Thursday, 2 June 2016: 12:20
Indigo 204 B (Hilton San Diego Bayfront)
W. Phillips, A. Merwin, and D. Chidambaram (University of Nevada Reno)
Introduction

Closing the nuclear fuel cycle is an important step to improve the safety, economics, and environmental impact of nuclear power. To integrate the oxide fuels that are used in the current reactor fleet into a metallic fuel cycle applicable to some proposed advanced reactors, an electrolytic oxide reduction process will need to be performed (1). Currently, this process is conducted in a LiCl-Li2O electrolyte at 650°C (2). As the process proceeds, metallic Li is produced and dissolves into the electrolyte, resulting in a tertiary system composed of LiCl, Li2O, and Li (3, 4). The materials used to construct the containers and equipment in direct contact with the electrolyte have been shown to suffer degradation due to exposure to the resulting LiCl-Li2O-Li electrolyte in previous studies performed by this research group.
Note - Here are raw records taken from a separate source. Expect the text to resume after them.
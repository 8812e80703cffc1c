// =====================================================================
// File: bst/mod.rs
// Author: Bob Jack
// Course: CSCE 5350: Fundamentals of Database Systems
// Index Comparison Project
// Date: Oct. 9, 2025
//
//! The `bst` module contains the unbalanced binary search tree index.
//!
//! Structure:
//! - `node.rs`  : Defines [`BstNode`] and the traversal iterators.
//! - `tree.rs`  : Defines [`BstIndex`] (insert, search, remove,
//!                traversals, predecessor/successor).
//! - `tests.rs` : Unit tests (compiled only in test mode).
// =====================================================================

pub mod node;
pub mod tree;

pub use self::node::{BstNode, InOrder, PostOrder, PreOrder};
pub use self::tree::BstIndex;

#[cfg(test)]
pub mod tests;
This work investigates Monel 400 as an alternative material for construction of equipment used for the electrolytic reduction of used nuclear fuel due to this alloy’s high corrosion resistance that is not dependent on the development of protective chromium oxide surface films.

Experimental

Experiments were conducted in an Ar filled glovebox located at the University of Nevada, Reno. Exposure testing was performed by submerging Monel 400 samples in LiCl-2wt%Li2O with varying concentrations of Li at 650°C for 20 hours. Post exposure analysis of the samples was performed using X-ray diffraction, field emission scanning electron microscopy, optical microscopy, micro-Vickers hardness testing, Raman spectroscopy, X-ray photoelectron spectroscopy, and inductively coupled plasma – optical emission spectroscopy.

Results

Figure 1 shows the corrosion rate of Monel 400 exposed to LiCl-2wt%Li2O-Li observed in this study. Minimal degradation of this material was observed by the analytical techniques used to characterize the samples following exposure. The corrosion resistance of Monel 400 in LiCl-2wt%Li2O-Li system was shown to be excellent over a broad range of metallic Li concentrations.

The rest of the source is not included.